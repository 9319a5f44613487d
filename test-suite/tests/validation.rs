// SPDX-License-Identifier: MIT OR Apache-2.0

use assert_matches::assert_matches;
use test_suite::domain::{BusType, Disk, Domain, Os, OsType};
use test_suite::snapshot::SnapshotMemory;
use transponster::dom::Element;
use transponster::{Composite, ErrorKind};

fn init() {
    let _ = env_logger::Builder::new().is_test(true).try_init();
}

#[test]
fn bad_enum_attribute() {
    init();
    let err = Domain::load(
        &Element::from_str(
            r#"<domain type="vmware"><name>x</name><memory>1</memory><os><type>hvm</type></os></domain>"#,
        )
        .unwrap(),
    )
    .unwrap_err();
    assert_matches!(err.kind(), ErrorKind::Semantic { leaf: "hypervisor type", .. });
}

#[test]
fn bad_text_leaf_reports_path() {
    init();
    let err = Os::load(&Element::from_str("<os><type>windows</type></os>").unwrap()).unwrap_err();
    assert_matches!(err.kind(), ErrorKind::Semantic { leaf: "OS type", .. });
    let path: Vec<String> = err.path().iter().map(|n| n.to_string()).collect();
    assert_eq!(path, ["os", "type"]);
}

#[test]
fn bad_snapshot_memory_kind() {
    init();
    let err = SnapshotMemory::load(&Element::from_str(r#"<memory snapshot="maybe"/>"#).unwrap())
        .unwrap_err();
    assert_matches!(err.kind(), ErrorKind::Semantic { .. });
}

#[test]
fn memory_must_be_numeric() {
    init();
    // The failing <memory> member leaves the group unable to assign it,
    // which surfaces as a structural error on the unmatched element.
    let err = Domain::load(
        &Element::from_str(
            r#"<domain type="kvm"><name>x</name><memory>lots</memory><os><type>hvm</type></os></domain>"#,
        )
        .unwrap(),
    )
    .unwrap_err();
    assert_matches!(err.kind(), ErrorKind::Structural(_));
}

#[test]
fn leaf_rows_reject_out_of_range() {
    init();
    assert!(test_suite::port().read("0").is_err());
    assert!(test_suite::port().read("65535").is_ok());
    assert!(test_suite::port_number().read("-1").is_ok());
    assert!(test_suite::port_number().read("-2").is_err());
    assert!(test_suite::unsigned_short().read("65536").is_err());
    assert!(test_suite::ipv4_prefix().read("33").is_err());
    assert!(test_suite::uuid()
        .read("4dea22b3-1d52-d8f3-2516-782e98ab3fa0")
        .is_ok());
    assert!(test_suite::uuid().read("4dea22b3").is_err());
    assert!(test_suite::virtual_port_profile()
        .read("0123456789012345678901234567890123456789")
        .is_err());
    assert!(test_suite::octal_mode().read("0644").is_ok());
    assert!(test_suite::octal_mode().read("0648").is_err());
}

#[test]
fn save_rejects_invalid_target() {
    init();
    let disk = Disk {
        device: None,
        driver: None,
        source: None,
        target_dev: "cd0".to_owned(),
        bus: None,
        boot_order: None,
        readonly: false,
        serial: None,
    };
    let err = disk.save().unwrap_err();
    assert_matches!(err.kind(), ErrorKind::InvalidState(_));
}

#[test]
fn save_rejects_out_of_range_memory() {
    init();
    let domain = Domain {
        hv_type: test_suite::domain::HvType::Kvm,
        name: "x".to_owned(),
        uuid: None,
        title: None,
        memory_kib: u64::MAX,
        vcpu: None,
        os: Os {
            os_type: OsType::Hvm,
            boot: vec![],
        },
        devices: vec![],
    };
    let err = domain.save().unwrap_err();
    assert_matches!(err.kind(), ErrorKind::InvalidState(_));
}

#[test]
fn interface_requires_unicast_mac() {
    init();
    // 53 has an odd second digit, marking a multicast address.
    let err = test_suite::domain::Interface::load(
        &Element::from_str(r#"<interface><mac address="53:54:00:9d:01:aa"/></interface>"#)
            .unwrap(),
    )
    .unwrap_err();
    assert_matches!(err.kind(), ErrorKind::Structural(_));
    let ok = test_suite::domain::Interface::load(
        &Element::from_str(r#"<interface><mac address="52:54:00:9d:01:aa"/></interface>"#)
            .unwrap(),
    )
    .unwrap();
    assert_eq!(ok.mac, "52:54:00:9d:01:aa");
}

#[test]
fn enum_tables_round_trip() {
    init();
    for leaf in [
        test_suite::domain::HvType::leaf(),
        test_suite::domain::DiskDevice::leaf(),
        test_suite::domain::BusType::leaf(),
        test_suite::domain::OsType::leaf(),
        test_suite::domain::BootDev::leaf(),
        test_suite::domain::StartupPolicy::leaf(),
        test_suite::domain::VcpuPlacement::leaf(),
        test_suite::domain::DriverCache::leaf(),
        test_suite::snapshot::MemoryKind::leaf(),
    ] {
        let table = match leaf.kind() {
            transponster::leaf::LeafKind::Enumerated(table) => table,
            k => panic!("{}: not an enumerated row: {:?}", leaf.name(), k),
        };
        for &(discriminant, tag) in table.entries() {
            assert_eq!(
                leaf.read(tag),
                Ok(transponster::leaf::Value::Enum(discriminant)),
                "{}: parse {:?}",
                leaf.name(),
                tag
            );
            assert_eq!(
                leaf.generate(&transponster::leaf::Value::Enum(discriminant)),
                Some(tag.to_owned()),
                "{}: generate {}",
                leaf.name(),
                discriminant
            );
        }
        assert!(leaf.read("no-such-tag").is_err());
    }
}

#[test]
fn bus_values_are_checked() {
    init();
    // An unknown bus on a mandatory-position attribute is a hard failure,
    // but Disk's bus is optional, so the row alone shows the rejection.
    assert_eq!(
        BusType::leaf().read("virtio").unwrap(),
        transponster::leaf::Value::Enum(BusType::Virtio as usize)
    );
    assert!(BusType::leaf().read("nvme").is_err());
}
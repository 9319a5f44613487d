// SPDX-License-Identifier: MIT OR Apache-2.0

//! The trait tying a Rust record type to its descriptor.

use std::sync::Arc;

use crate::de::{self, Cursor};
use crate::dom::Element;
use crate::schema::Node;
use crate::ser;
use crate::slot::Slot;
use crate::{Error, NameRef};

/// A typed record marshalled through a descriptor tree.
///
/// Implementations supply three things: the descriptor ([`schema`]), the
/// slot-to-fields conversion ([`assemble`]), and its inverse ([`dissolve`]).
/// The provided [`load`] and [`save`] wire them to the two engines.
///
/// `schema()` must return an `Element` descriptor at its root (possibly
/// wrapped in `Fragment`s); `load` verifies the root tag through it, and
/// `save` relies on it to emit exactly one element.
///
/// [`schema`]: Composite::schema
/// [`assemble`]: Composite::assemble
/// [`dissolve`]: Composite::dissolve
/// [`load`]: Composite::load
/// [`save`]: Composite::save
pub trait Composite: Sized {
    /// The descriptor for this type. Implementations build it once and share
    /// it (typically via `OnceLock`), both across calls and with any other
    /// composite that embeds this one.
    fn schema() -> Arc<Node>;

    /// Converts an extracted slot tree into a record. Fails with an
    /// invalid-state error if the slot's shape doesn't match what
    /// [`Composite::schema`] yields.
    fn assemble(slot: Slot) -> Result<Self, Error>;

    /// Converts this record back into the slot tree [`Composite::schema`]
    /// expects.
    fn dissolve(&self) -> Slot;

    /// Deserializes a record from `root`, requiring every attribute
    /// constraint to hold and every child element to be accounted for.
    fn load(root: &Element) -> Result<Self, Error> {
        let schema = Self::schema();
        let mut cur = Cursor::new(root);
        let slot = de::consume(&schema, &mut cur)?;
        Self::assemble(slot)
    }

    /// Serializes this record as a new element tree.
    fn save(&self) -> Result<Element, Error> {
        let mut holder = Element::new(NameRef::local("#holder"));
        self.save_into(&mut holder)?;
        holder
            .pop_only_child()
            .ok_or_else(|| Error::invalid_state("schema root did not emit a single element"))
    }

    /// Serializes this record, appending its element to `parent`. This is
    /// how one document embeds another, e.g. a snapshot carrying the full
    /// description of the domain it captured.
    fn save_into(&self, parent: &mut Element) -> Result<(), Error> {
        ser::produce(&Self::schema(), &self.dissolve(), parent)
    }
}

★ ★ ★ ★ ★

* [Exercise directions]:
For the string "with", go line by line through the material and copy every line that has it.

* [Solution for this problem]:
    /// it (typically via `OnceLock`), both across calls and with any other
    /// Converts an extracted slot tree into a record. Fails with an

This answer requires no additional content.